> Requirement
Starting from the first line, transcribe the whole listing exactly.

> Given records
═══

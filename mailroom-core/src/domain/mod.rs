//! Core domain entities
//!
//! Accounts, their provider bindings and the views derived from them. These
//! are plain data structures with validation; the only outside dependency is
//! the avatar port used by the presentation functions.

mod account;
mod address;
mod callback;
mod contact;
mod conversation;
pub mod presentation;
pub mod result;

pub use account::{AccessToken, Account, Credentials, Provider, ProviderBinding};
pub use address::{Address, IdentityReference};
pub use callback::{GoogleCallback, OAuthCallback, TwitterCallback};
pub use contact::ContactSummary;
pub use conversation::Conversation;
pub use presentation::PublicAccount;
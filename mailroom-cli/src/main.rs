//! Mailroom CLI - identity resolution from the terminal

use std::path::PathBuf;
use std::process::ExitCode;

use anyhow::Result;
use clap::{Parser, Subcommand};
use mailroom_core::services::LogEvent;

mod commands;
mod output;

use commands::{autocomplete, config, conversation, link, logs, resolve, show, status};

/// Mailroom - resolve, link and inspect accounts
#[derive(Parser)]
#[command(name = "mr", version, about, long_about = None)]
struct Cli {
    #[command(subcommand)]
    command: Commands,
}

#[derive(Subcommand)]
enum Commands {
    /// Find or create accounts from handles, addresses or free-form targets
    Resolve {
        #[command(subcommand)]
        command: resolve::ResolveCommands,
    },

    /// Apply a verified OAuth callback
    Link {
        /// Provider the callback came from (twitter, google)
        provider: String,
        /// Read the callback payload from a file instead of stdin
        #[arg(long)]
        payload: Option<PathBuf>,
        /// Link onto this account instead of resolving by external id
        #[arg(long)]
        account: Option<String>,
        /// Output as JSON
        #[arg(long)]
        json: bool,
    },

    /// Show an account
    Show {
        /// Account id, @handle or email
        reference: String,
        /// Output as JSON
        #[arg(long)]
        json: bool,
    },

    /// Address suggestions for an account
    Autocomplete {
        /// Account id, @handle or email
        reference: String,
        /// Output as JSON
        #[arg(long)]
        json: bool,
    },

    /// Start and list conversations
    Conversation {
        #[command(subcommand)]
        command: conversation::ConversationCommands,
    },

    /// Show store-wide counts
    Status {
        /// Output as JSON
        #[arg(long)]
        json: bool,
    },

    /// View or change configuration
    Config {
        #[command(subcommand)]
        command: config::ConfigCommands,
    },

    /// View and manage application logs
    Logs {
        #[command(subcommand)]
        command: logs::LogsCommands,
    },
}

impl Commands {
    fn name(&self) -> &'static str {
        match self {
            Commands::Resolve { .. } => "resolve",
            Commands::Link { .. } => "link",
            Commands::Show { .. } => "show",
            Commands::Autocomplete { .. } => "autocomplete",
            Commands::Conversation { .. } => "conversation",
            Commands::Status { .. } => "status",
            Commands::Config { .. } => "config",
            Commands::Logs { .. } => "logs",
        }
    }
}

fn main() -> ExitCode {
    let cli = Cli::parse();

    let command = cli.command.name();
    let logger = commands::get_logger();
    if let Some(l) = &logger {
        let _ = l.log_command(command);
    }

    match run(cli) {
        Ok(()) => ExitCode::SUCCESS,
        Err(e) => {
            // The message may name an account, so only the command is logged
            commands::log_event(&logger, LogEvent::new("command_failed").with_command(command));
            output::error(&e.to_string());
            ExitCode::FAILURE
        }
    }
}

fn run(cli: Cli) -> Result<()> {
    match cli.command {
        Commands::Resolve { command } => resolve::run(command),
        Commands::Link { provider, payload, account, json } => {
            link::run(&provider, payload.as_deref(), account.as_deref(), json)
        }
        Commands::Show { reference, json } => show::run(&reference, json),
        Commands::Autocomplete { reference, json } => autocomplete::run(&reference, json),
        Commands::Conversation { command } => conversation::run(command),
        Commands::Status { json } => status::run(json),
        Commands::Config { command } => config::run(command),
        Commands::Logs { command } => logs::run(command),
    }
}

═══

> Response
filename mailroom-core/src/domain/mod.rs
//! Core domain entities
//!
//! Accounts, their provider bindings and the views derived from them. These
//! are plain data structures with validation; the only outside dependency is
//! the avatar port used by the presentation functions.

mod account;
mod address;
mod callback;
mod contact;
mod conversation;
pub mod presentation;
pub mod result;

pub use account::{AccessToken, Account, Credentials, Provider, ProviderBinding};
pub use address::{Address, IdentityReference};
pub use callback::{GoogleCallback, OAuthCallback, TwitterCallback};
pub use contact::ContactSummary;
pub use conversation::Conversation;
pub use presentation::PublicAccount;
filename mailroom-cli/src/main.rs
//! Mailroom CLI - identity resolution from the terminal

use std::path::PathBuf;
use std::process::ExitCode;

use anyhow::Result;
use clap::{Parser, Subcommand};
use mailroom_core::services::LogEvent;

mod commands;
mod output;

use commands::{autocomplete, config, conversation, link, logs, resolve, show, status};

/// Mailroom - resolve, link and inspect accounts
#[derive(Parser)]
#[command(name = "mr", version, about, long_about = None)]
struct Cli {
    #[command(subcommand)]
    command: Commands,
}

#[derive(Subcommand)]
enum Commands {
    /// Find or create accounts from handles, addresses or free-form targets
    Resolve {
        #[command(subcommand)]
        command: resolve::ResolveCommands,
    },

    /// Apply a verified OAuth callback
    Link {
        /// Provider the callback came from (twitter, google)
        provider: String,
        /// Read the callback payload from a file instead of stdin
        #[arg(long)]
        payload: Option<PathBuf>,
        /// Link onto this account instead of resolving by external id
        #[arg(long)]
        account: Option<String>,
        /// Output as JSON
        #[arg(long)]
        json: bool,
    },

    /// Show an account
    Show {
        /// Account id, @handle or email
        reference: String,
        /// Output as JSON
        #[arg(long)]
        json: bool,
    },

    /// Address suggestions for an account
    Autocomplete {
        /// Account id, @handle or email
        reference: String,
        /// Output as JSON
        #[arg(long)]
        json: bool,
    },

    /// Start and list conversations
    Conversation {
        #[command(subcommand)]
        command: conversation::ConversationCommands,
    },

    /// Show store-wide counts
    Status {
        /// Output as JSON
        #[arg(long)]
        json: bool,
    },

    /// View or change configuration
    Config {
        #[command(subcommand)]
        command: config::ConfigCommands,
    },

    /// View and manage application logs
    Logs {
        #[command(subcommand)]
        command: logs::LogsCommands,
    },
}

impl Commands {
    fn name(&self) -> &'static str {
        match self {
            Commands::Resolve { .. } => "resolve",
            Commands::Link { .. } => "link",
            Commands::Show { .. } => "show",
            Commands::Autocomplete { .. } => "autocomplete",
            Commands::Conversation { .. } => "conversation",
            Commands::Status { .. } => "status",
            Commands::Config { .. } => "config",
            Commands::Logs { .. } => "logs",
        }
    }
}

fn main() -> ExitCode {
    let cli = Cli::parse();

    let command = cli.command.name();
    let logger = commands::get_logger();
    if let Some(l) = &logger {
        let _ = l.log_command(command);
    }

    match run(cli) {
        Ok(()) => ExitCode::SUCCESS,
        Err(e) => {
            // The message may name an account, so only the command is logged
            commands::log_event(&logger, LogEvent::new("command_failed").with_command(command));
            output::error(&e.to_string());
            ExitCode::FAILURE
        }
    }
}

fn run(cli: Cli) -> Result<()> {
    match cli.command {
        Commands::Resolve { command } => resolve::run(command),
        Commands::Link { provider, payload, account, json } => {
            link::run(&provider, payload.as_deref(), account.as_deref(), json)
        }
        Commands::Show { reference, json } => show::run(&reference, json),
        Commands::Autocomplete { reference, json } => autocomplete::run(&reference, json),
        Commands::Conversation { command } => conversation::run(command),
        Commands::Status { json } => status::run(json),
        Commands::Config { command } => config::run(command),
        Commands::Logs { command } => logs::run(command),
    }
}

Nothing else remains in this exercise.